On Sept. 2, Franciscans honor the memory of Blesseds John Francis Burté, Apollinaris Morel, and Severin Girault—Franciscan friars who were among the 116 priests and seminarians massacred on this date in 1792 at the Carmelite church and friary in Paris during the French Revolution.
The French National Assembly in 1790 had abolished religious orders and passed a law called the Civil Constitution of the Clergy that totally reorganized the Catholic Church in France under government control, with only a nominal relationship to the pope. When the pope condemned the Constitution as a violation of divine law, the government demanded that clergy take an oath to obey it; on the other hand, the pope threatened excommunication for priests who did.
In November 1791, the government declared that any “non-juring” clergy were subject to arrest as enemies of the state. These three Franciscans, maintaining their loyalty to the pope, were part of a large group of 150 clergy who had been rounded up and imprisoned in the large Discalced Carmelite church in Paris. They had been told they would be exiled to French Guiana.
The church of Sainte Joseph des Carmes in Paris today, scene of the 1792 massacre.
In the late summer of 1792, word reached Paris that foreign armies were invading France and advancing on the capital. The upstart revolutionary commune in control of the city feared these armies might conquer it and liberate these priests who would be supporters of a restored monarchy.
In the hysteria, mobs were incited to eliminate the priests, and on Sept. 2, the rushed to the Carmelites. There they subjected the inmates to a roll call, each man being briefly questioned and then sentenced to immediate death, carried out by the mob armed with a variety of weapons: swords, knives, axes, and guns. Although a few prisoners were acquitted, the vast majority were executed with extreme barbarity.
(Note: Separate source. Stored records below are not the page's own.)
use std::path::PathBuf;

use anyhow::Context;
use clap::Parser;

use arcube::gfx::rendering::HeadlessRenderer;
use arcube::tracking::{MarkerTracker, PatternTracker};
use arcube::video::{ImageSequenceSource, ImageSource, VideoSource};
use arcube::{ArApp, ArSession, LossPolicy, SessionConfig};

/// Cube anchored to a pattern marker over a video feed
#[derive(Debug, Parser)]
#[command(version, about)]
struct Cli {
    /// Camera calibration file
    #[arg(long, default_value = "data/camera_para.dat")]
    camera_params: PathBuf,

    /// Marker pattern file
    #[arg(long, default_value = "data/patt.hiro")]
    pattern: PathBuf,

    /// Still image to use as the video source
    #[arg(long, conflicts_with = "frames")]
    image: Option<PathBuf>,

    /// Directory of frames played back as a looping video
    #[arg(long)]
    frames: Option<PathBuf>,

    /// Camera device index, the default source when no image or frames are given
    #[arg(long, num_args = 0..=1, default_missing_value = "0", conflicts_with_all = ["image", "frames"])]
    webcam: Option<u32>,

    /// Cube spin speed in radians per second
    #[arg(long, default_value_t = 1.0)]
    spin: f32,

    /// Hide the cube while the marker is not visible
    #[arg(long)]
    hide_on_loss: bool,

    /// Luma threshold for marker ink
    #[arg(long, default_value_t = 100)]
    threshold: u8,

    /// Smallest dark region, in pixels, tried as a marker
    #[arg(long, default_value_t = 400)]
    min_marker_area: usize,

    /// Lowest pattern correlation accepted as a match
    #[arg(long, default_value_t = 0.5)]
    min_confidence: f32,

    /// Near clipping plane
    #[arg(long, default_value_t = 0.1)]
    near: f32,

    /// Far clipping plane
    #[arg(long, default_value_t = 1000.0)]
    far: f32,

    /// Render offscreen and write the last frame to --output
    #[arg(long)]
    headless: bool,

    /// Frames to run in headless mode
    #[arg(long, default_value_t = 1)]
    frame_count: u32,

    /// PNG written in headless mode
    #[arg(long, default_value = "arcube.png")]
    output: PathBuf,

    #[arg(long, default_value_t = 1200)]
    width: u32,

    #[arg(long, default_value_t = 800)]
    height: u32,
}

impl Cli {
    fn config(&self) -> SessionConfig {
        let policy = if self.hide_on_loss {
            LossPolicy::Hide
        } else {
            LossPolicy::KeepLast
        };

        SessionConfig::default()
            .with_camera_parameters(&self.camera_params)
            .with_pattern(&self.pattern)
            .with_spin_speed(self.spin)
            .with_threshold(self.threshold)
            .with_min_marker_area(self.min_marker_area)
            .with_min_confidence(self.min_confidence)
            .with_clip_planes(self.near, self.far)
            .with_loss_policy(policy)
    }

    fn source(&self) -> anyhow::Result<Box<dyn VideoSource>> {
        match (&self.image, &self.frames) {
            (Some(image), _) => Ok(Box::new(ImageSource::open(image))),
            (None, Some(frames)) => Ok(Box::new(ImageSequenceSource::open_dir(frames))),
            (None, None) => webcam(self.webcam.unwrap_or(0)),
        }
    }
}

#[cfg(feature = "webcam")]
fn webcam(index: u32) -> anyhow::Result<Box<dyn VideoSource>> {
    Ok(Box::new(arcube::video::WebcamSource::open_device(index)))
}

#[cfg(not(feature = "webcam"))]
fn webcam(index: u32) -> anyhow::Result<Box<dyn VideoSource>> {
    anyhow::bail!(
        "webcam {} requested but camera support is not built in, rebuild with --features webcam or pass --image or --frames",
        index
    )
}

fn run_headless(cli: &Cli, config: SessionConfig, source: Box<dyn VideoSource>) -> anyhow::Result<()> {
    let tracker: Box<dyn MarkerTracker> = Box::new(PatternTracker::new(&config));
    let renderer = HeadlessRenderer::new(cli.width, cli.height);
    let mut session = ArSession::new(config, source, tracker, renderer);
    pollster::block_on(session.initialize()).context("failed to initialize AR session")?;

    let mut found = 0;
    for _ in 0..cli.frame_count.max(1) {
        if session.frame()? {
            found += 1;
        }
    }
    log::info!(
        "Rendered {} frames, marker found in {}",
        cli.frame_count.max(1),
        found
    );

    session
        .renderer()
        .save_png(&cli.output)
        .with_context(|| format!("failed to write {}", cli.output.display()))?;
    log::info!("Wrote {}", cli.output.display());
    Ok(())
}

fn main() -> anyhow::Result<()> {
    env_logger::Builder::from_env(env_logger::Env::default().default_filter_or("info")).init();

    let cli = Cli::parse();
    let config = cli.config();
    let source = cli.source()?;

    if cli.headless {
        return run_headless(&cli, config, source);
    }

    let tracker = Box::new(PatternTracker::new(&config));
    ArApp::new(config, source, tracker)?
        .with_window_size(cli.width, cli.height)
        .run()?;
    Ok(())
}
The door through which the condemned clergy were led from the Carmelite church to be executed by the mob in the garden.
These martyrs represent three different branches of Franciscans. John Francis Burté was a Conventual friar who had been a professor of theology and was the guardian of their large friary in Paris. Apollinaris Morel, a Capuchin who was a prominent preacher and confessor, was in Paris studying Oriental languages for missionary work when arrested. Severin Girault, a friar of the Third Order Regular was chaplain to a large convent of Franciscan sisters in the city.
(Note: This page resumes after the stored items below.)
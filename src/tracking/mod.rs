//! # Marker Tracking
//!
//! Locates a printed square marker in video frames and reports where it is
//! relative to the camera.
//!
//! - [`CameraParameters`] - calibration profile and the projection it implies
//! - [`MarkerPattern`] - reference image of the marker interior
//! - [`detector`] - finds square borders and matches their interior
//! - [`PatternTracker`] - the [`MarkerTracker`] built from the pieces above

pub mod calibration;
pub mod detector;
pub mod homography;
pub mod pattern;
pub mod pattern_tracker;
pub mod pose;

use cgmath::Matrix4;
use futures::future::BoxFuture;

use crate::error::Result;
use crate::video::VideoFrame;

pub use calibration::{CameraParameters, Intrinsics};
pub use detector::DetectorParams;
pub use pattern::{MarkerPattern, PatternMatch};
pub use pattern_tracker::PatternTracker;

/// Marker location found in a single frame
#[derive(Debug, Clone, Copy, PartialEq)]
pub struct MarkerPose {
    /// Marker frame to view space; the marker normal is local +Y
    pub model_view: Matrix4<f32>,
    /// Pattern correlation of the match
    pub confidence: f32,
    /// Upright marker corners in frame pixels (TL, TR, BR, BL)
    pub corners: [[f32; 2]; 4],
}

/// Capability interface the session needs from a marker tracker
pub trait MarkerTracker {
    /// Loads the calibration profile and marker assets
    fn init(&mut self) -> BoxFuture<'_, Result<()>>;

    fn is_ready(&self) -> bool;

    /// Projection derived from the calibration profile, once loaded
    fn projection_matrix(&self) -> Option<Matrix4<f32>>;

    /// Looks for the marker in `frame`
    fn update(&mut self, frame: &VideoFrame) -> Option<MarkerPose>;
}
Blessed Jean-Baptiste François Burté, OFM Conv
Blessed Apollinaris Morel, OFM Cap.
Blessed Severin Girault, TOR
Our Lord Jesus Christ, whose footprints we must follow, called his betrayer “friend,” and gave himself willingly to those who crucified him. Our friends, then, are all those who unjustly afflict upon us trials and ordeals, shame and injuries, sorrows and torments, martyrdom and death. We must love them greatly for we will possess eternal life because of what they bring upon us. (Francis, Earlier Rule, 22.2-4).
Dominic V. Monti, OFM, is a Franciscan Friar of Holy Name Province (USA) and currently professor of Franciscan Research in the Franciscan Institute of St. Bonaventure University. He devoted the greater part of his ministry to teaching the History of Christianity, in particular the history of the Franciscan movement. He has contributed two volumes to the Works of St. Bonaventure series and is author of Francis & His Brothers, a popular history of the Friars Minor.